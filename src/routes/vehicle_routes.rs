use axum::{
    extract::{Path, Query, State},
    routing::{get, post},
    Json, Router,
};

use crate::controllers::vehicle_controller::VehicleController;
use crate::dto::api_response::ApiResponse;
use crate::dto::vehicle_dto::{VehicleFilters, VehicleResponse};
use crate::state::AppState;
use crate::utils::errors::AppError;

pub fn create_vehicle_router() -> Router<AppState> {
    Router::new()
        .route("/", get(list_vehicles))
        .route("/:id", get(get_vehicle))
        .route("/:id/charge", post(charge_vehicle))
}

async fn list_vehicles(
    State(state): State<AppState>,
    Query(filters): Query<VehicleFilters>,
) -> Result<Json<Vec<VehicleResponse>>, AppError> {
    let controller = VehicleController::new(state.fleet.clone());
    let response = controller.list(filters).await?;
    Ok(Json(response))
}

async fn get_vehicle(
    State(state): State<AppState>,
    Path(id): Path<String>,
) -> Result<Json<VehicleResponse>, AppError> {
    let controller = VehicleController::new(state.fleet.clone());
    let response = controller.get_by_id(&id).await?;
    Ok(Json(response))
}

async fn charge_vehicle(
    State(state): State<AppState>,
    Path(id): Path<String>,
) -> Result<Json<ApiResponse<VehicleResponse>>, AppError> {
    let controller = VehicleController::new(state.fleet.clone());
    let response = controller.charge(&id).await?;
    Ok(Json(response))
}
○ ○ ○ ○ ○ ○ ○
Show the lines above that include "ApiResponse".

use crate::dto::api_response::ApiResponse;
) -> Result<Json<ApiResponse<VehicleResponse>>, AppError> {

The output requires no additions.